Collected data:

-=-=-

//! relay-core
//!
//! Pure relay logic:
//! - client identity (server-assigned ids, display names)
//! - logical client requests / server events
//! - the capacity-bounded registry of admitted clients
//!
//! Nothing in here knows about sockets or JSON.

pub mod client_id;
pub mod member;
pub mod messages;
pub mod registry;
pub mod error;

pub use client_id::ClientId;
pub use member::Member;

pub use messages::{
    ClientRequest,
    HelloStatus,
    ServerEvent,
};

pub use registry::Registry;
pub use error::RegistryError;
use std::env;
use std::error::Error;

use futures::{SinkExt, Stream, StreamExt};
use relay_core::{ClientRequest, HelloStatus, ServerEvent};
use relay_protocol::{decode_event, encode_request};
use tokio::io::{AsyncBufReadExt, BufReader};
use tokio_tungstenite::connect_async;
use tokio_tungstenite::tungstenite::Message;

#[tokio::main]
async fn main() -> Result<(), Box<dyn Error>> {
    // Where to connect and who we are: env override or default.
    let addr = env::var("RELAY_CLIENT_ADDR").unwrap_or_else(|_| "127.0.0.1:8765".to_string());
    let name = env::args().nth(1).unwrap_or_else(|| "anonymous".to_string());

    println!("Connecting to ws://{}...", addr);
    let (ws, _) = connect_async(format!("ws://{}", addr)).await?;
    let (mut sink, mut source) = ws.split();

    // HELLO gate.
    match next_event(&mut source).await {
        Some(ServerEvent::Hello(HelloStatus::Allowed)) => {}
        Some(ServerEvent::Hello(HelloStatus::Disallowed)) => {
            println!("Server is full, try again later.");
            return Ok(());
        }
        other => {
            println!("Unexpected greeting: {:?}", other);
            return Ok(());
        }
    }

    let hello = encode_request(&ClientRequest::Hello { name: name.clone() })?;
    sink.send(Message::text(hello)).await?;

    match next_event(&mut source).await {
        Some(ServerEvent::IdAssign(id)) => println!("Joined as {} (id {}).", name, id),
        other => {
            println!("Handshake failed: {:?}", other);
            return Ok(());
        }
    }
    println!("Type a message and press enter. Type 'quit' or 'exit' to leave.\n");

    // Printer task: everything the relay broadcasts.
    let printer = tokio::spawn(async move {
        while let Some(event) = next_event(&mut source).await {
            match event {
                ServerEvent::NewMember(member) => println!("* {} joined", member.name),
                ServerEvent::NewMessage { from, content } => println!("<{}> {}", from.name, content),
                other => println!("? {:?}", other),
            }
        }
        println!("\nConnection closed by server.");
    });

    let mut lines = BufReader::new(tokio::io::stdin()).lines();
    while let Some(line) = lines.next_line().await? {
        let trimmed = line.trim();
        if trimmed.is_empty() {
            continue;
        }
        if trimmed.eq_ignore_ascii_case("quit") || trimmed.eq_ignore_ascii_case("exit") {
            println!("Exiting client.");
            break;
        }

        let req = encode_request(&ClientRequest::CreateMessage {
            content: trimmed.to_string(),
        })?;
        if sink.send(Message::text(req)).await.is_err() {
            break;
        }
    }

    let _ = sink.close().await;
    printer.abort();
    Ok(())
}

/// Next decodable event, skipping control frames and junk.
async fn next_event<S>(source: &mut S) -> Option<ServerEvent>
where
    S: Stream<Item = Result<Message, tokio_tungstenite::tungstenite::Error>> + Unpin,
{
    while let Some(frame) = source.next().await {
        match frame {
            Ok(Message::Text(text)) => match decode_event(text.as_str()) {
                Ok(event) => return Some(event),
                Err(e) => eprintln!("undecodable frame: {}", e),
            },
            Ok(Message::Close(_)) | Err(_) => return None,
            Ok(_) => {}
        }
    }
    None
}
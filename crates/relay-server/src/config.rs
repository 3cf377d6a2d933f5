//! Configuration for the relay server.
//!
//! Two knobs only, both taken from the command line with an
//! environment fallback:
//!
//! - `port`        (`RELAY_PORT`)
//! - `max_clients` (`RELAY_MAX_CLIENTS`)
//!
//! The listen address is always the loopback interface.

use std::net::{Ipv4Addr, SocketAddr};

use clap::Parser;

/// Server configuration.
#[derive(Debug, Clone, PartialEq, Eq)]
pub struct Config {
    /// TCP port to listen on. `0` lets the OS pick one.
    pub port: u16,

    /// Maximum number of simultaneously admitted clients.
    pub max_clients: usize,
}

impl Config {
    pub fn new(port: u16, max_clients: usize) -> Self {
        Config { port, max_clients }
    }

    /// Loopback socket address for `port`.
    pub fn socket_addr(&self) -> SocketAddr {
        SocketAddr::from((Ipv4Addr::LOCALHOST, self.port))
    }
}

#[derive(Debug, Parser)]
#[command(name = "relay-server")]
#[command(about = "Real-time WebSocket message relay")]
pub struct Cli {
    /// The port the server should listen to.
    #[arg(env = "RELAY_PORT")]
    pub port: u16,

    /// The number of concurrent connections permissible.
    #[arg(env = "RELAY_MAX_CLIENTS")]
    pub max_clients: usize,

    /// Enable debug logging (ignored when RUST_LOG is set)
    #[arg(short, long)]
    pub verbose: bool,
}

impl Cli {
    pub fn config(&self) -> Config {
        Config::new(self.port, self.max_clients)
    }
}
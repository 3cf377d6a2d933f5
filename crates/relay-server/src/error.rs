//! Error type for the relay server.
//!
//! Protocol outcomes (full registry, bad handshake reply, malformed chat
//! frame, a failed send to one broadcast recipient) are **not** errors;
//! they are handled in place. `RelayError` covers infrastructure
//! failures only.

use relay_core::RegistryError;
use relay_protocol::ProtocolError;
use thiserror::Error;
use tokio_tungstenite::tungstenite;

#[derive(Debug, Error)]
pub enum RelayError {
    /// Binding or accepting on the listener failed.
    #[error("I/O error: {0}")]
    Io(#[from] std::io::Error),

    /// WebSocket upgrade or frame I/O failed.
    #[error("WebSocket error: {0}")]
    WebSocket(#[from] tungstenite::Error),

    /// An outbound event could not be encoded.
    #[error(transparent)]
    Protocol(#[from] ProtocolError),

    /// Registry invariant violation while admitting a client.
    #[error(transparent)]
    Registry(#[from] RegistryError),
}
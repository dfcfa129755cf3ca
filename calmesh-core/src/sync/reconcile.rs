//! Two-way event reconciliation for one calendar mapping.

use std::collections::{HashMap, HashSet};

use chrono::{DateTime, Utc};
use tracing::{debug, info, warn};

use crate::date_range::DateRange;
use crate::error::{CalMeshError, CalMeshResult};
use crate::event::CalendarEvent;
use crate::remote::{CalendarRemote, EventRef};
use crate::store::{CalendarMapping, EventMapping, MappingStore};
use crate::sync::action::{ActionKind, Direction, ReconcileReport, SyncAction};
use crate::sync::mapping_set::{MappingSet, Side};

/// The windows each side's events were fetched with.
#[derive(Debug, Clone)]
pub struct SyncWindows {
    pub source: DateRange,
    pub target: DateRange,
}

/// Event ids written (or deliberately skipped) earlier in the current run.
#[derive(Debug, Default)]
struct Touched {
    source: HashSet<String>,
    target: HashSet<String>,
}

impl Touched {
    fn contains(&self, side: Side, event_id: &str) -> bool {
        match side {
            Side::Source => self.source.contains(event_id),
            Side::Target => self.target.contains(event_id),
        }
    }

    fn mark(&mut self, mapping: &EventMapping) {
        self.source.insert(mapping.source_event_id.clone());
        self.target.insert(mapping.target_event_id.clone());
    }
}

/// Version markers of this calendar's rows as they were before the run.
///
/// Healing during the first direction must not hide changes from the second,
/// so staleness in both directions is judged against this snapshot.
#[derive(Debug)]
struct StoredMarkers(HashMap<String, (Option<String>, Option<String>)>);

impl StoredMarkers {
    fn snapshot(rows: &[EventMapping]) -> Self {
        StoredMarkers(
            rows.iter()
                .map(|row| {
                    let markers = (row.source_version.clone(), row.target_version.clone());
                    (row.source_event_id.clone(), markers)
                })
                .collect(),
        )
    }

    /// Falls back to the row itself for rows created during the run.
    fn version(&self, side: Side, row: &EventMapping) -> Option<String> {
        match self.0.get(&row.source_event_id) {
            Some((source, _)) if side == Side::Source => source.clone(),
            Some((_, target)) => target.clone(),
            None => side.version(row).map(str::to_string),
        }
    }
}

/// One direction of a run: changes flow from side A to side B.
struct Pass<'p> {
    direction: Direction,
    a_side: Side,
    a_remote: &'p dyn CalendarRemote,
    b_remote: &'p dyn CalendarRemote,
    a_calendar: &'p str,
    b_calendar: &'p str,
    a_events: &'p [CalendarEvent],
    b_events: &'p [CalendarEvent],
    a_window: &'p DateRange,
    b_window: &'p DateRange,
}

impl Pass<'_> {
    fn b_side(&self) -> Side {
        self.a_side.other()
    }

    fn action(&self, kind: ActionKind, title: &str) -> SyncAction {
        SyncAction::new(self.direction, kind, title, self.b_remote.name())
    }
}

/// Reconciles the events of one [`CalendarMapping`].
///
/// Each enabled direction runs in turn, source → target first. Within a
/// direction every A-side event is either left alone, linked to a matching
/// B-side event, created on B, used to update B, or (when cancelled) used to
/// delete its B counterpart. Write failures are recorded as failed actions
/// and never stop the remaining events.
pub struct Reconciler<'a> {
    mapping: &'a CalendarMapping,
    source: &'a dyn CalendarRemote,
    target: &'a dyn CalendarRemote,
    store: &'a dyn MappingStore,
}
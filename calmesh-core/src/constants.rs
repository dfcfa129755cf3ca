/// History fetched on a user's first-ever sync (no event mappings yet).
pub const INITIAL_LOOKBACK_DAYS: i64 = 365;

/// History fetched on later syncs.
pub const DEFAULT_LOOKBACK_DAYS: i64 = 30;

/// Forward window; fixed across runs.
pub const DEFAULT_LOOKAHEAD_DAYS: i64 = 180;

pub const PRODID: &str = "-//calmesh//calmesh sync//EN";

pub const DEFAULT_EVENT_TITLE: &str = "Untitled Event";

-=-=-

Above are the records; repeat exactly the lines from the one holding "#[derive(Debug, Clone)]" down to the one holding "fn action(&self, kind: ActionKind, title: &str)", end lines included.

#[derive(Debug, Clone)]
pub struct SyncWindows {
    pub source: DateRange,
    pub target: DateRange,
}

/// Event ids written (or deliberately skipped) earlier in the current run.
#[derive(Debug, Default)]
struct Touched {
    source: HashSet<String>,
    target: HashSet<String>,
}

impl Touched {
    fn contains(&self, side: Side, event_id: &str) -> bool {
        match side {
            Side::Source => self.source.contains(event_id),
            Side::Target => self.target.contains(event_id),
        }
    }

    fn mark(&mut self, mapping: &EventMapping) {
        self.source.insert(mapping.source_event_id.clone());
        self.target.insert(mapping.target_event_id.clone());
    }
}

/// Version markers of this calendar's rows as they were before the run.
///
/// Healing during the first direction must not hide changes from the second,
/// so staleness in both directions is judged against this snapshot.
#[derive(Debug)]
struct StoredMarkers(HashMap<String, (Option<String>, Option<String>)>);

impl StoredMarkers {
    fn snapshot(rows: &[EventMapping]) -> Self {
        StoredMarkers(
            rows.iter()
                .map(|row| {
                    let markers = (row.source_version.clone(), row.target_version.clone());
                    (row.source_event_id.clone(), markers)
                })
                .collect(),
        )
    }

    /// Falls back to the row itself for rows created during the run.
    fn version(&self, side: Side, row: &EventMapping) -> Option<String> {
        match self.0.get(&row.source_event_id) {
            Some((source, _)) if side == Side::Source => source.clone(),
            Some((_, target)) => target.clone(),
            None => side.version(row).map(str::to_string),
        }
    }
}

/// One direction of a run: changes flow from side A to side B.
struct Pass<'p> {
    direction: Direction,
    a_side: Side,
    a_remote: &'p dyn CalendarRemote,
    b_remote: &'p dyn CalendarRemote,
    a_calendar: &'p str,
    b_calendar: &'p str,
    a_events: &'p [CalendarEvent],
    b_events: &'p [CalendarEvent],
    a_window: &'p DateRange,
    b_window: &'p DateRange,
}

impl Pass<'_> {
    fn b_side(&self) -> Side {
        self.a_side.other()
    }

    fn action(&self, kind: ActionKind, title: &str) -> SyncAction {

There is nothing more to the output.